American football player (1919–1977)

Jack Harvey Keenan (June 8, 1919 – February 8, 1977) was an American football guard who played collegiately for University of South Carolina and in the National Football League (NFL) for the Washington Redskins. His professional football career was put on hold by the outbreak of World War II. After the war, Keenan resumed his career briefly with the Hawaiian Warriors of the Pacific Coast Professional Football League.

==Biography==

Jack Keenan was born June 8, 1919, in Greensboro, North Carolina. He attended R. J. Reynolds High School where he excelled in football. After graduation he attended the University of South Carolina, playing as a lineman on the South Carolina Gamecocks football team.

Keenan looks at the contract offered by the Los Angeles Dons for the 1946 season.

Keenan played for the Washington Redskins of the National Football League (NFL) during the 1944 and 1945 NFL seasons, seeing action in 13 games.

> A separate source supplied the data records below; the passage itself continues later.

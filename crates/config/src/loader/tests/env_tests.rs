//! Environment variable tests for the configuration loader.

use std::time::Duration;

use crate::loader::builder::ConfigLoader;
use crate::loader::env::{env_var_or_none, parse_bool};
use crate::loader::error::ConfigError;
use crate::types::AuthStrategy;
use serial_test::serial;

use super::{CLEARED_VARS, env_lock};

fn with_env<F: FnOnce()>(vars: &[(&str, Option<&str>)], f: F) {
    let mut all: Vec<(&str, Option<&str>)> = CLEARED_VARS
        .iter()
        .filter(|(key, _)| !vars.iter().any(|(k, _)| k == key))
        .copied()
        .collect();
    all.extend_from_slice(vars);
    temp_env::with_vars(all, f);
}

#[test]
#[serial]
fn test_env_populates_loader() {
    let _lock = env_lock().lock().unwrap();

    with_env(
        &[
            ("ESADMIN_BASE_URL", Some("http://es.example.com:9200")),
            ("ESADMIN_TIMEOUT", Some("45")),
            ("ESADMIN_MAX_RETRIES", Some("5")),
            ("ESADMIN_SKIP_VERIFY", Some("true")),
        ],
        || {
            let config = ConfigLoader::new().from_env().unwrap().build().unwrap();
            assert_eq!(config.connection.base_url, "http://es.example.com:9200");
            assert_eq!(config.connection.timeout, Duration::from_secs(45));
            assert_eq!(config.connection.max_retries, 5);
            assert!(config.connection.skip_verify);
        },
    );
}

#[test]
#[serial]
fn test_explicit_override_beats_env() {
    let _lock = env_lock().lock().unwrap();

    with_env(
        &[("ESADMIN_BASE_URL", Some("http://from-env:9200"))],
        || {
            let config = ConfigLoader::new()
                .from_env()
                .unwrap()
                .with_base_url("http://from-flag:9200".to_string())
                .build()
                .unwrap();
            assert_eq!(config.connection.base_url, "http://from-flag:9200");
        },
    );
}

#[test]
#[serial]
fn test_empty_env_vars_ignored() {
    let _lock = env_lock().lock().unwrap();

    with_env(
        &[
            ("ESADMIN_BASE_URL", Some("http://localhost:9200")),
            ("ESADMIN_USERNAME", Some("")),
            ("ESADMIN_PASSWORD", Some("   ")),
        ],
        || {
            let config = ConfigLoader::new().from_env().unwrap().build().unwrap();
            assert!(matches!(config.auth.strategy, AuthStrategy::Anonymous));
        },
    );
}

#[test]
#[serial]
fn test_invalid_timeout_env() {
    let _lock = env_lock().lock().unwrap();

    with_env(&[("ESADMIN_TIMEOUT", Some("soon"))], || {
        let result = ConfigLoader::new().from_env();
        match result {
            Err(ConfigError::InvalidValue { var, .. }) => assert_eq!(var, "ESADMIN_TIMEOUT"),
            other => panic!("expected InvalidValue, got {:?}", other.err()),
        }
    });
}

#[test]
#[serial]
fn test_max_retries_env_out_of_range() {
    let _lock = env_lock().lock().unwrap();

    with_env(&[("ESADMIN_MAX_RETRIES", Some("99"))], || {
        let result = ConfigLoader::new().from_env();
        assert!(matches!(result, Err(ConfigError::InvalidMaxRetries { .. })));
    });
}

#[test]
#[serial]
fn test_env_var_or_none_trims() {
    let _lock = env_lock().lock().unwrap();

    temp_env::with_var("ESADMIN_TEST_TRIM", Some("  value  "), || {
        assert_eq!(env_var_or_none("ESADMIN_TEST_TRIM"), Some("value".to_string()));
    });
    temp_env::with_var("ESADMIN_TEST_TRIM", None::<&str>, || {
        assert_eq!(env_var_or_none("ESADMIN_TEST_TRIM"), None);
    });
}

#[test]
fn test_parse_bool_spellings() {
    assert!(parse_bool("X", "yes").unwrap());
    assert!(parse_bool("X", "TRUE").unwrap());
    assert!(!parse_bool("X", "0").unwrap());
    assert!(parse_bool("X", "maybe").is_err());
}
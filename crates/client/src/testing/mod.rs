//! Helpers for tests against recorded server responses.
//!
//! Available in unit tests and, with the `test-utils` feature, to
//! integration tests.
//!
//! ```ignore
//! use esadmin_client::testing::load_fixture;
//!
//! let settings = load_fixture("settings/flat.json");
//! ```

use std::path::Path;

/// Load a JSON fixture from the crate's `fixtures/` directory.
///
/// # Panics
/// If the file is missing or not valid JSON.
pub fn load_fixture(fixture_path: &str) -> serde_json::Value {
    let full_path = Path::new(env!("CARGO_MANIFEST_DIR"))
        .join("fixtures")
        .join(fixture_path);
    let content = std::fs::read_to_string(&full_path)
        .unwrap_or_else(|_| panic!("Failed to load fixture: {}", full_path.display()));
    serde_json::from_str(&content)
        .unwrap_or_else(|e| panic!("Invalid JSON in fixture {}: {}", full_path.display(), e))
}
//! Connection configuration types.
//!
//! Responsibilities:
//! - Define connection settings (URL, TLS verification, timeout, retries).
//! - Define the top-level `Config` combining connection and auth.
//!
//! Does NOT handle:
//! - Loading from env or `.env` files (see `loader`).
//! - Actual network connections (see the client crate).
//!
//! Invariants:
//! - Duration fields are serialized as whole seconds.
//! - `Config::default()` points at an unauthenticated local node.

use crate::constants::{DEFAULT_BASE_URL, DEFAULT_MAX_RETRIES, DEFAULT_TIMEOUT_SECS};
use crate::types::auth::{AuthConfig, AuthStrategy};
use secrecy::SecretString;
use serde::{Deserialize, Serialize};
use std::time::Duration;

/// Module for serializing Duration as seconds (integer).
mod duration_seconds {
    use serde::{Deserialize, Deserializer, Serialize, Serializer};
    use std::time::Duration;

    pub fn serialize<S>(duration: &Duration, serializer: S) -> Result<S::Ok, S::Error>
    where
        S: Serializer,
    {
        duration.as_secs().serialize(serializer)
    }

    pub fn deserialize<'de, D>(deserializer: D) -> Result<Duration, D::Error>
    where
        D: Deserializer<'de>,
    {
        let secs = u64::deserialize(deserializer)?;
        Ok(Duration::from_secs(secs))
    }
}

/// Connection configuration for a cluster node.
#[derive(Debug, Clone, Serialize, Deserialize)]
pub struct ConnectionConfig {
    /// Base URL of the node's HTTP API (e.g., http://localhost:9200)
    pub base_url: String,
    /// Whether to skip TLS verification (for self-signed certificates)
    pub skip_verify: bool,
    /// Request timeout (serialized as seconds)
    #[serde(with = "duration_seconds")]
    pub timeout: Duration,
    /// Maximum number of retries for throttled or unavailable responses
    pub max_retries: usize,
}

impl Default for ConnectionConfig {
    fn default() -> Self {
        Self {
            base_url: DEFAULT_BASE_URL.to_string(),
            skip_verify: false,
            timeout: Duration::from_secs(DEFAULT_TIMEOUT_SECS),
            max_retries: DEFAULT_MAX_RETRIES,
        }
    }
}

/// Main configuration.
#[derive(Debug, Clone, Default, Serialize, Deserialize)]
pub struct Config {
    pub connection: ConnectionConfig,
    pub auth: AuthConfig,
}

impl Config {
    /// Create a config for an unauthenticated node at `base_url`.
    pub fn anonymous(base_url: String) -> Self {
        Self {
            connection: ConnectionConfig {
                base_url,
                ..ConnectionConfig::default()
            },
            auth: AuthConfig::default(),
        }
    }

    /// Create a config using HTTP basic authentication.
    pub fn with_basic_auth(base_url: String, username: String, password: SecretString) -> Self {
        Self {
            connection: ConnectionConfig {
                base_url,
                ..ConnectionConfig::default()
            },
            auth: AuthConfig {
                strategy: AuthStrategy::Basic { username, password },
            },
        }
    }
}

#[cfg(test)]
mod tests {
    use super::*;

    #[test]
    fn test_timeout_serializes_as_seconds() {
        let config = Config::anonymous("http://localhost:9200".to_string());
        let json = serde_json::to_value(&config.connection).unwrap();
        assert_eq!(json["timeout"], DEFAULT_TIMEOUT_SECS);

        let back: ConnectionConfig = serde_json::from_value(json).unwrap();
        assert_eq!(back.timeout, Duration::from_secs(DEFAULT_TIMEOUT_SECS));
    }

    #[test]
    fn test_default_is_anonymous_localhost() {
        let config = Config::default();
        assert_eq!(config.connection.base_url, DEFAULT_BASE_URL);
        assert!(matches!(config.auth.strategy, AuthStrategy::Anonymous));
    }
}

Keenan served as a lieutenant in the US Army during World War II. After the end of the war he attempted to renew his professional football career as a member of the Los Angeles Dons of the All-America Football Conference, but he was released from the team shortly before the start of the season.

After his release from the Dons, Keenan signed on with the Hawaiian Warriors of the Pacific Coast Professional Football League (PCPFL), for whom he played in 1946 and 1947. The Warriors were the semi-professional farm team of the Dons and were coached by Keith Molesworth, later head coach of the Baltimore Colts. While with the Warriors Keenan played center and served as an assistant line coach. During summers ahead of the season, Keenan stayed in shape by working as a life guard at Myrtle Beach, South Carolina.

After his playing career ended he returned home to North Carolina where he was a football coach and assistant to the athletic director at Alexander Graham Junior High School in Charlotte. He also played semi-professional football for the Charlotte Clippers in 1949.

He later worked for a number years in a wrecking yard.

Keenan was pronounced dead on arrival after transport to General Hospital at Rocky Mount, North Carolina, on February 8, 1977. He was 57 years old at the time of his death.